**Directions for this task**
In the entries that follow, find the word "index" and report each line it is on.

**Input records**

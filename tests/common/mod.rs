#![allow(dead_code)]

use std::fs;
use std::path::{Path, PathBuf};

use tempfile::TempDir;

/// Creates an `assert_cmd` Command for the loc-badge binary.
#[macro_export]
macro_rules! loc_badge {
    () => {
        assert_cmd::Command::new(assert_cmd::cargo::cargo_bin!("loc-badge"))
    };
}

/// A representative counts document with totals and several languages.
pub const SAMPLE_COUNTS: &str = r#"{
    "Total": {"code": 1250, "lines": 1600, "files": 24},
    "Python": {"code": 600, "files": 10},
    "TypeScript": {"code": 300, "files": 6},
    "TSX": {"code": 150, "files": 4},
    "Shell": {"code": 120, "files": 3},
    "Makefile": {"code": 80, "files": 1}
}"#;

/// Temporary working directory with helpers for integration tests.
pub struct TestFixture {
    pub dir: TempDir,
}

impl TestFixture {
    /// Creates a new test fixture with an empty temp directory.
    pub fn new() -> Self {
        Self {
            dir: TempDir::new().expect("Failed to create temp directory"),
        }
    }

    /// Returns the path to the temp directory.
    pub fn path(&self) -> &Path {
        self.dir.path()
    }

    /// Writes a counts document at the default input path.
    pub fn write_counts(&self, json: &str) {
        self.write_file("loc-data.json", json);
    }

    /// Writes a file with the given content in the temp directory.
    pub fn write_file(&self, relative_path: &str, content: &str) {
        let path = self.dir.path().join(relative_path);
        if let Some(parent) = path.parent() {
            fs::create_dir_all(parent).expect("Failed to create parent directories");
        }
        fs::write(&path, content).expect("Failed to write file");
    }

    /// Path of the card at the default output location.
    pub fn card_path(&self) -> PathBuf {
        self.dir.path().join("loc-stats.svg")
    }

    /// Reads the rendered card at the default output location.
    pub fn read_card(&self) -> String {
        fs::read_to_string(self.card_path()).expect("Failed to read rendered card")
    }

    /// Whether a card exists at the default output location.
    pub fn card_exists(&self) -> bool {
        self.card_path().exists()
    }
}
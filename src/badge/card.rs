//! The stats card itself: fixed 800x320 layout with a totals header and a
//! top-languages bar chart.

use std::fmt::Write;

use crate::stats::{Breakdown, DEFAULT_TOP_LANGUAGES};

use super::format::{format_thousands, xml_escape};
use super::palette::color_for;

/// Rendered card dimensions.
pub const CARD_WIDTH: u32 = 800;
pub const CARD_HEIGHT: u32 = 320;

/// Vertical position of the first language row and the step between rows.
const ROW_START_Y: u32 = 160;
const ROW_STEP: u32 = 25;

/// Bar geometry: the track starts at `BAR_X` and spans the card width minus
/// room for the name and count columns.
const BAR_X: u32 = 180;
const BAR_HEIGHT: u32 = 16;
const BAR_TRACK_WIDTH: u32 = CARD_WIDTH - 350;

const MARGIN_X: u32 = 40;

const FONT_FAMILY: &str = "'SF Mono', 'Monaco', 'Courier New', monospace";

const BACKGROUND_COLOR: &str = "#000000";
const ACCENT_COLOR: &str = "#b30000";
const ACCENT_GRADIENT_END: &str = "#ff0000";
const DIVIDER_COLOR: &str = "#30363d";
const TRACK_COLOR: &str = "#21262d";
const TEXT_COLOR: &str = "#ffffff";
const FOOTER_COLOR: &str = "#00FFFF";

/// Renderer for the stats card.
#[derive(Debug)]
pub struct BadgeCard<'a> {
    breakdown: &'a Breakdown,
    top: usize,
}

impl<'a> BadgeCard<'a> {
    #[must_use]
    pub const fn new(breakdown: &'a Breakdown) -> Self {
        Self {
            breakdown,
            top: DEFAULT_TOP_LANGUAGES,
        }
    }

    /// Limit the chart to the first `n` ranked languages.
    #[must_use]
    pub const fn with_top(mut self, n: usize) -> Self {
        self.top = n;
        self
    }

    /// Render the complete card as an SVG document.
    #[must_use]
    pub fn render(&self) -> String {
        let mut svg = String::new();
        Self::render_frame(&mut svg);
        self.render_header(&mut svg);
        self.render_chart(&mut svg);
        Self::render_footer(&mut svg);
        svg.push_str("</svg>\n");
        svg
    }

    /// Document open tag, gradient definition, background, and accent strip.
    fn render_frame(svg: &mut String) {
        let _ = writeln!(
            svg,
            r#"<svg width="{CARD_WIDTH}" height="{CARD_HEIGHT}" xmlns="http://www.w3.org/2000/svg">"#
        );
        let _ = writeln!(svg, "  <defs>");
        let _ = writeln!(
            svg,
            r#"    <linearGradient id="accent-gradient" x1="0%" y1="0%" x2="100%" y2="0%">"#
        );
        let _ = writeln!(
            svg,
            r#"      <stop offset="0%" style="stop-color:{ACCENT_COLOR};stop-opacity:1"/>"#
        );
        let _ = writeln!(
            svg,
            r#"      <stop offset="100%" style="stop-color:{ACCENT_GRADIENT_END};stop-opacity:0.8"/>"#
        );
        let _ = writeln!(svg, "    </linearGradient>");
        let _ = writeln!(svg, "  </defs>");
        let _ = writeln!(
            svg,
            r#"  <rect width="{CARD_WIDTH}" height="{CARD_HEIGHT}" fill="{BACKGROUND_COLOR}" rx="10"/>"#
        );
        let _ = writeln!(
            svg,
            r##"  <rect x="10" y="10" width="{}" height="3" fill="url(#accent-gradient)" rx="1.5"/>"##,
            CARD_WIDTH - 20
        );
    }

    /// Totals, divider, and the chart section heading.
    fn render_header(&self, svg: &mut String) {
        let total_code = format_thousands(self.breakdown.total_code);
        let total_files = format_thousands(self.breakdown.total_files);

        let _ = writeln!(
            svg,
            r#"  <text x="{MARGIN_X}" y="55" font-family="{FONT_FAMILY}" font-size="32" font-weight="700" fill="{TEXT_COLOR}">{total_code}</text>"#
        );
        let _ = writeln!(
            svg,
            r#"  <text x="{MARGIN_X}" y="80" font-family="{FONT_FAMILY}" font-size="14" fill="{TEXT_COLOR}">LINES OF CODE</text>"#
        );
        let _ = writeln!(
            svg,
            r#"  <text x="{}" y="55" font-family="{FONT_FAMILY}" font-size="24" font-weight="600" fill="{TEXT_COLOR}" text-anchor="end">{total_files}</text>"#,
            CARD_WIDTH - MARGIN_X
        );
        let _ = writeln!(
            svg,
            r#"  <text x="{}" y="75" font-family="{FONT_FAMILY}" font-size="12" fill="{TEXT_COLOR}" text-anchor="end">FILES</text>"#,
            CARD_WIDTH - MARGIN_X
        );
        let _ = writeln!(
            svg,
            r#"  <line x1="30" y1="100" x2="{}" y2="100" stroke="{DIVIDER_COLOR}" stroke-width="1"/>"#,
            CARD_WIDTH - 30
        );
        let _ = writeln!(
            svg,
            r#"  <text x="{MARGIN_X}" y="130" font-family="{FONT_FAMILY}" font-size="16" font-weight="600" fill="{ACCENT_COLOR}">TOP LANGUAGES</text>"#
        );
    }

    /// One row per ranked language: name, track, proportional bar, count,
    /// and share of the total.
    #[allow(clippy::cast_precision_loss, clippy::cast_possible_truncation)]
    fn render_chart(&self, svg: &mut String) {
        let top = self.breakdown.top(self.top);

        // Safe denominators for the empty chart and the all-zero document.
        let max_code = top.first().map_or(1, |lang| lang.code).max(1);
        let total_code = self.breakdown.total_code.max(1);

        for (index, language) in top.iter().enumerate() {
            let y = ROW_START_Y + ROW_STEP * index as u32;
            let bar_y = y - 12;
            let bar_width = (language.code as f64 / max_code as f64) * f64::from(BAR_TRACK_WIDTH);
            let percentage = (language.code as f64 / total_code as f64) * 100.0;
            let color = color_for(&language.name);
            let name = xml_escape(&language.name);
            let code = format_thousands(language.code);

            let _ = writeln!(
                svg,
                r#"  <text x="{MARGIN_X}" y="{y}" font-family="{FONT_FAMILY}" font-size="13" fill="{TEXT_COLOR}">{name}</text>"#
            );
            let _ = writeln!(
                svg,
                r#"  <rect x="{BAR_X}" y="{bar_y}" width="{BAR_TRACK_WIDTH}" height="{BAR_HEIGHT}" fill="{TRACK_COLOR}" rx="4"/>"#
            );
            let _ = writeln!(
                svg,
                r#"  <rect x="{BAR_X}" y="{bar_y}" width="{bar_width:.1}" height="{BAR_HEIGHT}" fill="{color}" rx="4" opacity="0.8"/>"#
            );
            let _ = writeln!(
                svg,
                r#"  <text x="{}" y="{y}" font-family="{FONT_FAMILY}" font-size="12" fill="{TEXT_COLOR}">{code}</text>"#,
                BAR_X + BAR_TRACK_WIDTH + 20
            );
            let _ = writeln!(
                svg,
                r#"  <text x="{}" y="{y}" font-family="{FONT_FAMILY}" font-size="12" fill="{TEXT_COLOR}" text-anchor="end">{percentage:.1}%</text>"#,
                CARD_WIDTH - MARGIN_X
            );
        }
    }

    fn render_footer(svg: &mut String) {
        let _ = writeln!(
            svg,
            r#"  <text x="{}" y="{}" font-family="{FONT_FAMILY}" font-size="10" fill="{FOOTER_COLOR}" text-anchor="end">Updated automatically via GitHub Actions</text>"#,
            CARD_WIDTH - 20,
            CARD_HEIGHT - 10
        );
    }
}

#[cfg(test)]
#[path = "card_tests.rs"]
mod tests;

**Completed exercise**
        for (index, language) in top.iter().enumerate() {
            let y = ROW_START_Y + ROW_STEP * index as u32;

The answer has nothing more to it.